Objectives: The purpose of this study was to investigate the antifungal effect of bee venom (BV) and sweet bee venom (SBV) against Candida albicans (C. albicans) clinical isolates. Methods: In this study, BV and SBV were examined for antifungal activities against the Korean Collection for Type Cultures (KCTC) strain and 10 clinical isolates of C. albicans. The disk diffusion method was used to measure the antifungal activity and minimum inhibitory concentration (MIC) assays were performed by using a broth microdilution method.

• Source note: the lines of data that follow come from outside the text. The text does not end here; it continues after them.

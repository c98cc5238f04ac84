//! Social platform capability interface.
//!
//! The pipeline needs exactly four capabilities: search recent tagged posts,
//! post a message (optionally as a reply, optionally with media), upload
//! media fetched from a URL, and refresh an OAuth credential.
//! [`client::HttpSocialClient`] is the production implementation; tests
//! substitute recording fakes.

pub mod auth;
pub mod client;
pub mod pool;

use async_trait::async_trait;
use chrono::{DateTime, Utc};

use crate::error::Result;
use crate::social::pool::Credential;

/// A raw post returned by search, before submission parsing.
#[derive(Debug, Clone)]
pub struct RawPost {
    pub id: String,
    pub author_id: String,
    pub author_name: String,
    pub text: String,
}

/// One page of search results.
#[derive(Debug, Clone, Default)]
pub struct SearchPage {
    pub posts: Vec<RawPost>,
    /// Continuation token. Absence means this was the last page.
    pub next_token: Option<String>,
    /// Newest post id the platform reports for this search.
    pub newest_id: Option<String>,
}

/// Where a search window starts when no continuation token is in play.
#[derive(Debug, Clone)]
pub enum SearchStart {
    /// Only posts newer than this post id.
    SinceId(String),
    /// Only posts newer than this instant. Used on the very first poll,
    /// bounded to the last 24 hours.
    SinceTime(DateTime<Utc>),
}

/// Refreshed token pair for one credential.
#[derive(Debug, Clone)]
pub struct TokenPair {
    pub bearer_token: String,
    pub refresh_token: String,
}

#[async_trait]
pub trait SocialApi: Send + Sync {
    /// Search recent posts matching the query. A `page_token` continues a
    /// prior page and takes precedence over `start`.
    async fn search_recent(
        &self,
        query: &str,
        start: &SearchStart,
        page_token: Option<&str>,
    ) -> Result<SearchPage>;

    /// Post a message, returning the new post's id. `use_primary` bypasses
    /// credential rotation and posts as the primary identity.
    async fn post(
        &self,
        text: &str,
        reply_to: Option<&str>,
        media_id: Option<&str>,
        use_primary: bool,
    ) -> Result<String>;

    /// Fetch media from a URL and upload it to the platform, returning the
    /// platform media id. Ownership is attributed to every pool identity.
    async fn upload_media(&self, source_url: &str, mime_type: &str) -> Result<String>;

    /// Exchange a refresh token for a new token pair.
    async fn refresh_credential(
        &self,
        credential: &Credential,
        refresh_token: &str,
    ) -> Result<TokenPair>;
}
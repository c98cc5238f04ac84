//! Puzzle configuration URL codec.
//!
//! A puzzle URL is a base URL plus an encoded JSON configuration blob after
//! the `?`. Splicing a submitted expression into that blob and re-encoding
//! yields the canonical submission URL: the true identity of a solution,
//! regardless of how the submitter's text was formatted.

use base64::Engine as _;
use base64::engine::general_purpose::STANDARD;
use serde_json::Value;

use crate::error::{Error, Result};

/// Key under which the submitted expression is spliced into the blob.
const EXPRESSION_KEY: &str = "expressionOverride";

/// Decode a puzzle URL into its base prefix and configuration blob.
pub fn decode_config(url: &str) -> Result<(String, Value)> {
    let (prefix, blob) = url
        .split_once('?')
        .ok_or_else(|| Error::PuzzleUrl(format!("missing config blob: {url}")))?;
    let bytes = STANDARD
        .decode(blob)
        .map_err(|e| Error::PuzzleUrl(format!("bad blob encoding: {e}")))?;
    let config: Value = serde_json::from_slice(&bytes)
        .map_err(|e| Error::PuzzleUrl(format!("bad blob payload: {e}")))?;
    Ok((prefix.to_string(), config))
}

/// Re-encode a configuration blob onto a base prefix.
pub fn encode_config(prefix: &str, config: &Value) -> Result<String> {
    let payload = serde_json::to_vec(config)
        .map_err(|e| Error::PuzzleUrl(format!("unencodable config: {e}")))?;
    Ok(format!("{prefix}?{}", STANDARD.encode(payload)))
}

/// Splice a submitted expression into a puzzle URL, producing the canonical
/// submission URL for that solution.
pub fn canonical_submission_url(puzzle_url: &str, expression: &str) -> Result<String> {
    let (prefix, mut config) = decode_config(puzzle_url)?;
    let Value::Object(ref mut map) = config else {
        return Err(Error::PuzzleUrl(format!(
            "config blob is not an object: {puzzle_url}"
        )));
    };
    map.insert(
        EXPRESSION_KEY.to_string(),
        Value::String(expression.to_string()),
    );
    encode_config(&prefix, &config)
}

/// Read back the spliced expression from a canonical submission URL.
pub fn expression_override(url: &str) -> Result<Option<String>> {
    let (_, config) = decode_config(url)?;
    Ok(config
        .get(EXPRESSION_KEY)
        .and_then(Value::as_str)
        .map(str::to_string))
}
//! Credential lifecycle tests: refresh persistence and per-credential
//! isolation.

mod common;

use std::sync::Arc;
use std::time::Duration;

use common::*;
use scorebot_rs::persist::Gateway;
use scorebot_rs::social::SocialApi;
use scorebot_rs::social::auth::{
    CredentialLifecycleManager, bearer_token_key, refresh_token_key,
};
use scorebot_rs::social::pool::CredentialPool;

fn manager(
    gateway: &Arc<MemoryGateway>,
    social: &Arc<RecordingSocial>,
    pool: CredentialPool,
) -> CredentialLifecycleManager {
    let gateway_dyn: Arc<dyn Gateway> = gateway.clone();
    let social_dyn: Arc<dyn SocialApi> = social.clone();
    CredentialLifecycleManager::new(
        Arc::new(pool),
        social_dyn,
        gateway_dyn,
        "http://127.0.0.1:8080/oauth/callback".to_string(),
        Duration::from_secs(60),
    )
}

#[tokio::test]
async fn refresh_persists_both_tokens_per_credential() {
    let gateway = Arc::new(MemoryGateway::new());
    gateway.put_config(&refresh_token_key("c1"), "r1");
    let social = Arc::new(RecordingSocial::new());
    let pool = CredentialPool::new(vec![credential("c1", "u1"), credential("c2", "u2")]).unwrap();

    manager(&gateway, &social, pool).refresh_all().await;

    assert_eq!(
        gateway.config(&bearer_token_key("c1")).as_deref(),
        Some("new_bearer_c1")
    );
    assert_eq!(
        gateway.config(&refresh_token_key("c1")).as_deref(),
        Some("new_refresh_c1")
    );
    assert_eq!(
        gateway.config(&bearer_token_key("c2")).as_deref(),
        Some("new_bearer_c2")
    );

    // c1 exchanged its stored token; c2 had none and sent the sentinel.
    let refreshes = social.refreshes.lock().unwrap().clone();
    assert_eq!(refreshes[0], ("c1".to_string(), "r1".to_string()));
    assert_eq!(refreshes[1].0, "c2");
    assert_eq!(refreshes[1].1, "<null>");
}

#[tokio::test]
async fn one_failing_credential_does_not_block_the_rest() {
    let gateway = Arc::new(MemoryGateway::new());
    let social = Arc::new(RecordingSocial::new());
    social
        .fail_refresh_for
        .lock()
        .unwrap()
        .insert("c1".to_string());
    let pool = CredentialPool::new(vec![credential("c1", "u1"), credential("c2", "u2")]).unwrap();

    manager(&gateway, &social, pool).refresh_all().await;

    assert!(gateway.config(&bearer_token_key("c1")).is_none());
    assert_eq!(
        gateway.config(&bearer_token_key("c2")).as_deref(),
        Some("new_bearer_c2")
    );
}
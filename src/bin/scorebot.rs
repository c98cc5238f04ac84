//! scorebot CLI — operator interface to the scoring bot.

use std::sync::Arc;

use clap::{Parser, Subcommand};
use scorebot_rs::config::Config;
use scorebot_rs::db::Db;
use scorebot_rs::engine::drain::ScoringOrchestrator;
use scorebot_rs::engine::ingest::SubmissionIngester;
use scorebot_rs::engine::notify::NotificationDispatcher;
use scorebot_rs::engine::publish::publish_puzzle;
use scorebot_rs::persist::Gateway;
use scorebot_rs::scoring::{HttpScorer, Scorer};
use scorebot_rs::social::SocialApi;
use scorebot_rs::social::auth::CredentialLifecycleManager;
use scorebot_rs::social::client::HttpSocialClient;
use scorebot_rs::social::pool::CredentialPool;
use scorebot_rs::telemetry::{TelemetryConfig, init_telemetry};
use secrecy::ExposeSecret;

#[derive(Parser)]
#[command(name = "scorebot", about = "Social puzzle-scoring bot")]
struct Cli {
    #[command(subcommand)]
    command: Command,
}

#[derive(Subcommand)]
enum Command {
    /// Run the three polling loops: ingestion, queue drain, credential refresh
    Serve,
    /// Interactively authorize pool credentials that have no stored token
    Authorize,
    /// Post a puzzle announcement from the primary identity
    PublishPuzzle {
        /// Puzzle id from the catalog
        puzzle_id: String,
        /// Announcement title
        #[arg(long)]
        title: String,
        /// Announcement description
        #[arg(long)]
        description: String,
    },
    /// Work queue operations
    Queue {
        #[command(subcommand)]
        action: QueueAction,
    },
}

#[derive(Subcommand)]
enum QueueAction {
    /// List recent work items
    List {
        /// Maximum items to show
        #[arg(long, default_value_t = 20)]
        limit: i64,
    },
    /// Show a work item
    Show {
        /// Platform post id
        post_id: String,
    },
}

#[tokio::main]
async fn main() -> anyhow::Result<()> {
    dotenvy::dotenv().ok();
    let cli = Cli::parse();

    match cli.command {
        Command::Serve => cmd_serve().await,
        Command::Authorize => cmd_authorize().await,
        Command::PublishPuzzle {
            puzzle_id,
            title,
            description,
        } => cmd_publish_puzzle(puzzle_id, title, description).await,
        Command::Queue { action } => {
            let config = Config::from_env()?;
            let db = Db::connect(config.database_url.expose_secret()).await?;
            db.migrate().await?;

            match action {
                QueueAction::List { limit } => cmd_queue_list(&db, limit).await,
                QueueAction::Show { post_id } => cmd_queue_show(&db, post_id).await,
            }
        }
    }
}

async fn cmd_serve() -> anyhow::Result<()> {
    let config = Config::from_env()?;

    let _guard = init_telemetry(TelemetryConfig {
        endpoint: config.otel_endpoint.clone(),
        service_name: "scorebot".to_string(),
    })?;

    let db = Db::connect(config.database_url.expose_secret()).await?;
    db.migrate().await?;
    let gateway: Arc<dyn Gateway> = Arc::new(db);

    let pool = Arc::new(CredentialPool::load_from_file(&config.credentials_path)?);
    let social: Arc<dyn SocialApi> = Arc::new(HttpSocialClient::new(
        Arc::clone(&pool),
        Arc::clone(&gateway),
    ));
    let scorer: Arc<dyn Scorer> = Arc::new(HttpScorer::new(config.scoring_service_url.clone()));
    let notifier = Arc::new(NotificationDispatcher::new(
        Arc::clone(&social),
        config.leaderboard_url.clone(),
    ));

    let ingester = Arc::new(SubmissionIngester::new(
        Arc::clone(&gateway),
        Arc::clone(&social),
        config.search_query.clone(),
        pool.owner_ids(),
        config.ingest_interval,
    ));
    let orchestrator = Arc::new(ScoringOrchestrator::new(
        Arc::clone(&gateway),
        scorer,
        notifier,
        config.max_concurrent_scoring,
        config.drain_interval,
    ));
    let refresher = Arc::new(CredentialLifecycleManager::new(
        Arc::clone(&pool),
        Arc::clone(&social),
        Arc::clone(&gateway),
        config.redirect_uri.clone(),
        config.refresh_interval,
    ));

    let mut loops = tokio::task::JoinSet::new();
    {
        let ingester = Arc::clone(&ingester);
        loops.spawn(async move { ingester.run().await });
    }
    {
        let orchestrator = Arc::clone(&orchestrator);
        loops.spawn(async move { orchestrator.run().await });
    }
    {
        let refresher = Arc::clone(&refresher);
        loops.spawn(async move { refresher.run().await });
    }

    tokio::signal::ctrl_c().await.ok();
    ingester.shutdown();
    orchestrator.shutdown();
    refresher.shutdown();
    while loops.join_next().await.is_some() {}

    Ok(())
}

async fn cmd_authorize() -> anyhow::Result<()> {
    let config = Config::from_env()?;

    let db = Db::connect(config.database_url.expose_secret()).await?;
    db.migrate().await?;
    let gateway: Arc<dyn Gateway> = Arc::new(db);

    let pool = Arc::new(CredentialPool::load_from_file(&config.credentials_path)?);
    let social: Arc<dyn SocialApi> = Arc::new(HttpSocialClient::new(
        Arc::clone(&pool),
        Arc::clone(&gateway),
    ));

    let manager = CredentialLifecycleManager::new(
        pool,
        social,
        gateway,
        config.redirect_uri.clone(),
        config.refresh_interval,
    );
    manager.force_user_authentication().await?;
    println!("All credentials authorized.");
    Ok(())
}

async fn cmd_publish_puzzle(
    puzzle_id: String,
    title: String,
    description: String,
) -> anyhow::Result<()> {
    let config = Config::from_env()?;

    let db = Db::connect(config.database_url.expose_secret()).await?;
    db.migrate().await?;
    let gateway: Arc<dyn Gateway> = Arc::new(db);

    let pool = Arc::new(CredentialPool::load_from_file(&config.credentials_path)?);
    let social = HttpSocialClient::new(Arc::clone(&pool), Arc::clone(&gateway));

    let post_id = publish_puzzle(gateway.as_ref(), &social, &puzzle_id, &title, &description).await?;
    println!("Published {puzzle_id} as post {post_id}");
    Ok(())
}

async fn cmd_queue_list(db: &Db, limit: i64) -> anyhow::Result<()> {
    let items = db.list_work(limit).await?;

    if items.is_empty() {
        println!("No work items found.");
        return Ok(());
    }

    // Header
    println!(
        "{:<20}  {:<16}  {:<12}  {:<9}  {:<8}  CREATED",
        "POST_ID", "HANDLE", "PUZZLE", "COMPLETED", "ATTEMPTS"
    );
    println!("{}", "-".repeat(90));

    for item in &items {
        println!(
            "{:<20}  {:<16}  {:<12}  {:<9}  {:<8}  {}",
            item.post_id,
            item.handle,
            item.puzzle_id,
            item.completed,
            item.attempts,
            item.created_at.format("%Y-%m-%d %H:%M")
        );
    }

    println!("\n{} item(s)", items.len());
    Ok(())
}

async fn cmd_queue_show(db: &Db, post_id: String) -> anyhow::Result<()> {
    let Some(item) = db.get_work(&post_id).await? else {
        anyhow::bail!("no work item for post '{post_id}'");
    };

    println!("Post ID:    {}", item.post_id);
    println!("Handle:     {}", item.handle);
    println!("Puzzle:     {}", item.puzzle_id);
    println!("Expression: {}", item.expression);
    println!("Completed:  {}", item.completed);
    println!("Attempts:   {}", item.attempts);
    println!(
        "Claimed:    {}",
        item.claimed_at
            .map(|t| t.to_string())
            .unwrap_or_else(|| "-".to_string())
    );
    println!("Created:    {}", item.created_at);

    Ok(())
}
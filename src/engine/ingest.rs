//! Submission ingestion: poll search, parse, enqueue.

use std::collections::HashSet;
use std::sync::Arc;
use std::time::Duration;

use chrono::Utc;
use opentelemetry::KeyValue;
use tokio::sync::Notify;
use tracing::{debug, info, warn};

use crate::error::Result;
use crate::model::QueueResult;
use crate::persist::Gateway;
use crate::social::{SearchStart, SocialApi};
use crate::submission::parse_submission;
use crate::telemetry::metrics;

/// Config key holding the newest post id seen by any prior poll.
pub const CURSOR_KEY: &str = "newest_post_id";

pub struct SubmissionIngester {
    gateway: Arc<dyn Gateway>,
    social: Arc<dyn SocialApi>,
    /// Search query identifying candidate submission posts.
    query: String,
    /// The bot's own identities. Posts from these never self-trigger.
    owner_ids: HashSet<String>,
    interval: Duration,
    shutdown: Arc<Notify>,
}

impl SubmissionIngester {
    pub fn new(
        gateway: Arc<dyn Gateway>,
        social: Arc<dyn SocialApi>,
        query: String,
        owner_ids: HashSet<String>,
        interval: Duration,
    ) -> Self {
        Self {
            gateway,
            social,
            query,
            owner_ids,
            interval,
            shutdown: Arc::new(Notify::new()),
        }
    }

    /// Signal the ingestion loop to shut down.
    pub fn shutdown(&self) {
        self.shutdown.notify_one();
    }

    /// Run the ingestion loop until shutdown.
    pub async fn run(&self) {
        info!(
            interval_secs = self.interval.as_secs(),
            "ingestion loop started"
        );
        loop {
            tokio::select! {
                _ = self.shutdown.notified() => {
                    info!("ingestion loop shutting down");
                    return;
                }
                _ = tokio::time::sleep(self.interval) => {}
            }
            if let Err(e) = self.poll_new_submissions().await {
                warn!(error = %e, "ingestion cycle failed");
            }
        }
    }

    /// One poll cycle: page through everything new, enqueue every valid
    /// submission, then advance the cursor.
    pub async fn poll_new_submissions(&self) -> Result<()> {
        let start = match self.gateway.get_config(CURSOR_KEY).await? {
            Some(id) => SearchStart::SinceId(id),
            // First run: bound the window to the last day instead.
            None => SearchStart::SinceTime(Utc::now() - chrono::Duration::hours(24)),
        };

        let mut page_token: Option<String> = None;
        let mut newest_id: Option<String> = None;
        let mut submissions = Vec::new();

        loop {
            let page = self
                .social
                .search_recent(&self.query, &start, page_token.as_deref())
                .await?;

            if page.newest_id.is_some() {
                newest_id = page.newest_id.clone();
            }

            for post in &page.posts {
                if self.owner_ids.contains(&post.author_id) {
                    debug!(post_id = %post.id, "own post, ignoring");
                    continue;
                }
                match parse_submission(&post.id, &post.author_name, &post.text) {
                    Some(submission) => submissions.push(submission),
                    // Not an error. Most matching posts aren't submissions.
                    None => debug!(post_id = %post.id, "not a submission, ignoring"),
                }
            }

            match page.next_token {
                Some(token) => page_token = Some(token),
                None => break,
            }
        }

        info!(count = submissions.len(), "new submissions found");
        for submission in &submissions {
            // One bad enqueue must not abort the rest of the cycle.
            match self.gateway.queue_submission(submission).await {
                Ok(QueueResult::Queued) => {
                    metrics::submissions_ingested().add(1, &[KeyValue::new("result", "queued")]);
                }
                Ok(QueueResult::Duplicate) => {
                    metrics::submissions_ingested()
                        .add(1, &[KeyValue::new("result", "duplicate")]);
                    debug!(post_id = %submission.post_id, "already queued, skipping");
                }
                Err(e) => {
                    metrics::submissions_ingested().add(1, &[KeyValue::new("result", "error")]);
                    warn!(post_id = %submission.post_id, error = %e, "enqueue failed");
                }
            }
        }

        // Never move the cursor when nothing came back.
        if let Some(ref id) = newest_id {
            self.gateway.set_config(CURSOR_KEY, id).await?;
        }

        Ok(())
    }
}
//! Work queue operations: dedup insert, eligibility, claims, attempts.

use chrono::{Duration, Utc};

use crate::error::{Error, Result};
use crate::model::{NewSubmission, QueueResult, WorkItem};

/// Claims older than this are stale: the cycle that took them is assumed
/// dead and the item becomes reclaimable.
const CLAIM_WINDOW_SECS: i64 = 300;

impl super::Db {
    /// Insert a submission. The primary key on `post_id` makes this
    /// idempotent: re-ingesting the same post is a no-op.
    pub async fn queue_submission(&self, new: &NewSubmission) -> Result<QueueResult> {
        let inserted = sqlx::query(
            "INSERT INTO work_queue (post_id, handle, puzzle_id, expression, completed, attempts)
             VALUES ($1, $2, $3, $4, FALSE, 0)
             ON CONFLICT (post_id) DO NOTHING",
        )
        .bind(&new.post_id)
        .bind(&new.handle)
        .bind(&new.puzzle_id)
        .bind(&new.expression)
        .execute(self.pool())
        .await?
        .rows_affected();

        Ok(if inserted == 0 {
            QueueResult::Duplicate
        } else {
            QueueResult::Queued
        })
    }

    /// Everything a drain cycle should look at: open items under the
    /// attempt ceiling, oldest first.
    pub async fn eligible_work(&self) -> Result<Vec<WorkItem>> {
        let rows: Vec<WorkRow> = sqlx::query_as(
            "SELECT post_id, handle, puzzle_id, expression, completed, attempts, claimed_at, created_at
             FROM work_queue
             WHERE completed = FALSE AND attempts < 3
             ORDER BY created_at",
        )
        .fetch_all(self.pool())
        .await?;
        Ok(rows.into_iter().map(WorkRow::into_work_item).collect())
    }

    /// One work item by post id.
    pub async fn get_work(&self, post_id: &str) -> Result<Option<WorkItem>> {
        let row: Option<WorkRow> = sqlx::query_as(
            "SELECT post_id, handle, puzzle_id, expression, completed, attempts, claimed_at, created_at
             FROM work_queue WHERE post_id = $1",
        )
        .bind(post_id)
        .fetch_optional(self.pool())
        .await?;
        Ok(row.map(WorkRow::into_work_item))
    }

    /// Conditionally take the claim marker. Returns false when another
    /// cycle holds a claim newer than the stale window.
    pub async fn claim_work(&self, post_id: &str) -> Result<bool> {
        let stale_before = Utc::now() - Duration::seconds(CLAIM_WINDOW_SECS);
        let claimed = sqlx::query(
            "UPDATE work_queue SET claimed_at = now()
             WHERE post_id = $1 AND completed = FALSE
               AND (claimed_at IS NULL OR claimed_at < $2)",
        )
        .bind(post_id)
        .bind(stale_before)
        .execute(self.pool())
        .await?
        .rows_affected();
        Ok(claimed > 0)
    }

    /// Drop the claim marker so the next cycle can retry the item.
    pub async fn release_claim(&self, post_id: &str) -> Result<()> {
        sqlx::query("UPDATE work_queue SET claimed_at = NULL WHERE post_id = $1")
            .bind(post_id)
            .execute(self.pool())
            .await?;
        Ok(())
    }

    /// Mark an item terminally completed.
    pub async fn complete_work(&self, post_id: &str) -> Result<()> {
        let updated = sqlx::query("UPDATE work_queue SET completed = TRUE WHERE post_id = $1")
            .bind(post_id)
            .execute(self.pool())
            .await?
            .rows_affected();
        if updated == 0 {
            return Err(Error::NotFound(format!("work item {post_id}")));
        }
        Ok(())
    }

    /// Bump the attempt counter, returning the new count.
    pub async fn increment_attempts(&self, post_id: &str) -> Result<i32> {
        let row: Option<(i32,)> = sqlx::query_as(
            "UPDATE work_queue SET attempts = attempts + 1 WHERE post_id = $1 RETURNING attempts",
        )
        .bind(post_id)
        .fetch_optional(self.pool())
        .await?;
        row.map(|r| r.0)
            .ok_or_else(|| Error::NotFound(format!("work item {post_id}")))
    }

    /// Operator listing: most recent items first, regardless of state.
    pub async fn list_work(&self, limit: i64) -> Result<Vec<WorkItem>> {
        let rows: Vec<WorkRow> = sqlx::query_as(
            "SELECT post_id, handle, puzzle_id, expression, completed, attempts, claimed_at, created_at
             FROM work_queue ORDER BY created_at DESC LIMIT $1",
        )
        .bind(limit)
        .fetch_all(self.pool())
        .await?;
        Ok(rows.into_iter().map(WorkRow::into_work_item).collect())
    }
}

/// Internal row type for sqlx::FromRow.
#[derive(sqlx::FromRow)]
struct WorkRow {
    post_id: String,
    handle: String,
    puzzle_id: String,
    expression: String,
    completed: bool,
    attempts: i32,
    claimed_at: Option<chrono::DateTime<chrono::Utc>>,
    created_at: chrono::DateTime<chrono::Utc>,
}

impl WorkRow {
    fn into_work_item(self) -> WorkItem {
        WorkItem {
            post_id: self.post_id,
            handle: self.handle,
            puzzle_id: self.puzzle_id,
            expression: self.expression,
            completed: self.completed,
            attempts: self.attempts,
            claimed_at: self.claimed_at,
            created_at: self.created_at,
        }
    }
}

Also, a killing curve assay was conducted to investigate the kinetics of the anti-fungal action. Results: BV and SBV showed antifungal activity against 10 clinical isolates of C. albicans that were cultured from blood and the vagina by using disk diffusion method. The MIC values obtained for clinical isolates by using the broth microdilution method varied from $62.5{\mu}g/mL$ to $125{\mu}g/mL$ for BV and from $15.63{\mu}g/mL$ to $62.5{\mu}g/mL$ for SBV. In the killing-curve assay, SBV behaved as amphotericin B, which was used as positive control, did. The antifungal efficacy of SBV was much higher than that of BV. Conclusion: BV and SBV showed antifungal activity against C. albicans clinical strains that were isolated from blood and the vagina. Especially, SBV might be a candidate for a new antifungal agent against C. albicans clinical isolates.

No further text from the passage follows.